The district court sustained the motion on the theory G. S. 1935, 40-218, commonly known as the “service consent” statute, was not intended to apply to an action of this character and that the action was not filed in the proper court.

From that order plaintiff appeals. The question now, of course, is not whether the petition states a cause of action. The sole issue presented is whether this action may be filed and maintained in the district court of Shawnee county. That depends upon the validity of the service. In view of the order of the trial court it may be helpful to briefly observe the nature of the instant action. It was primarily an injunction suit. The petition, in substance, alleged:

The office of the relator, the attorney general of the state of Kansas, is in Topeka, Shawnee county; defendant is a fraternal benefit society; it was insolvent and its liabilities exceeded its assets by $262,369.07; defendant has used its mortuary fund for expense purposes contrary to G. S. 1935, 40-705; defendant has conducted its business fraudulently with respect to reports to the Veterans’ administration concerning insurance certificates; defendant has continued to solicit applications for and to issue certificates of insurance without authority from the commissioner of insurance; [439]*439defendant has failed to make reports to the insurance commissioner in Shawnee county within sixty days concerning amendments of its bylaws as required by G. S. 1935, 40-708; defendant’s officers and directors have violated the bylaws of the society (stating the alleged violations); an investigation of defendant’s books and records by the commissioner of insurance in his office in Shawnee county revealed the insolvency of the defendant and certain irregularities; the commissioner made findings and requirements for defendant to meet within sixty days, but the defendant has failed to meet the requirements and has failed to make a report of any kind to the insurance department with reference to such findings and requirements; the insurance commissioner, as required by G. S. 1935, 40-713, gave written notice to the attorney general of defendant’s acts and failure to comply with his requirements; although the commissioner of insurance withdrew all authority from defendant to conduct a business of insurance in the state on August 29, 1945, and although the defendant is without a license to conduct such business it has continued to solicit applications for and to issue certificates of insurance and will continue to do so unless enjoined; if defendant continues conducting business as an insurance company in its insolvent condition great and irreparable damage will be done to its members and to the public; plaintiff has no adequate remedy at law to prevent such damage.

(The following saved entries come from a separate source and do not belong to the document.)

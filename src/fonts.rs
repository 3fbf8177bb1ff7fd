//! Font provisioning for the document emitter.
//!
//! The report is set entirely in Helvetica, which every PDF viewer ships as
//! a built-in, so no font assets need to be bundled or discovered on disk.

use printpdf::{BuiltinFont, IndirectFontRef, PdfDocumentReference};

use crate::layout::FontKind;
use crate::render::RenderError;

/// The font references registered with one output document.
pub(crate) struct FontSet {
    regular: IndirectFontRef,
    bold: IndirectFontRef,
}

impl FontSet {
    /// Returns the font reference for the requested weight.
    pub(crate) fn for_kind(&self, kind: FontKind) -> &IndirectFontRef {
        match kind {
            FontKind::Regular => &self.regular,
            FontKind::Bold => &self.bold,
        }
    }
}

/// Registers the built-in Helvetica family with `doc`.
pub(crate) fn install_builtin_fonts(doc: &PdfDocumentReference) -> Result<FontSet, RenderError> {
    let regular = doc
        .add_builtin_font(BuiltinFont::Helvetica)
        .map_err(|err| RenderError::Pdf(err.to_string()))?;
    let bold = doc
        .add_builtin_font(BuiltinFont::HelveticaBold)
        .map_err(|err| RenderError::Pdf(err.to_string()))?;
    Ok(FontSet { regular, bold })
}
use actix_web::{HttpRequest, HttpResponse, Result as ActixResult, web};
use once_cell::sync::Lazy;

use crate::models::languages::requests::CreateLanguageRequest;
use crate::services::LanguageService;

// 懒加载的全局 LanguageService 实例
static LANGUAGE_SERVICE: Lazy<LanguageService> = Lazy::new(LanguageService::new_lazy);

pub async fn list_languages(req: HttpRequest) -> ActixResult<HttpResponse> {
    LANGUAGE_SERVICE.list_languages(&req).await
}

pub async fn create_language(
    req: HttpRequest,
    body: web::Json<CreateLanguageRequest>,
) -> ActixResult<HttpResponse> {
    LANGUAGE_SERVICE
        .create_language(&req, body.into_inner())
        .await
}

// 配置路由
pub fn configure_language_routes(cfg: &mut web::ServiceConfig) {
    cfg.service(
        web::scope("/api/v1/languages").service(
            web::resource("")
                .route(web::get().to(list_languages))
                .route(web::post().to(create_language)),
        ),
    );
}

The pertinent provisions of G. S. 1935, 40-713, are:

“Any society authorized to do business under the provisions of this article refusing or neglecting to make the reports provided in this code, or which shall exceed its powers, or shall conduct its business fraudulently ... or which shall fail to> comply with any of the provisions of this act, shall be excluded from, doing business within this state. Whenever it shall come to the knowledge of the commissioner of insurance that any society authorized to do business under the provisions of this article has so conducted its business as to render it liable to exclusion as herein provided, and if, on reasonable notice, such society does not comply with the requirements of such notice, he shall give notice in writing to the attorney general, who shall immediately commence an action in one of the district courts of this state to enjoin such society from soliciting any new business within this state. . . In case of a perpetual injunction allo.wed, under the provisions of this section, against a society incorporated under the provisions of this article or other law of this state, such injunction shall be sufficient cause for the appointment of a receiver by any court of competent jurisdiction, to wind up the affairs of such society. . .” (Our italics.)

The pertinent provisions of G. S. 1935, 40-218, are:

“Every insurance company, or fraternal benefit society, on applying for [440]*440authority to transact business in this state, and as a condition precedent to obtaining such authority, shall file in the insurance department its written consent, irrevocable, that actions may be commenced against such company or fraternal benefit society in the proper court of any county in this state in which the cause of action shall arise or in which the plaintiff •may reside by the service of process on the commissioner of insurance of this state, and stipulating and agreeing that such service shall be taken and held in all courts to be as valid and binding as if due service had been made upon the president or chief officer of such corporation. . (Our italics.)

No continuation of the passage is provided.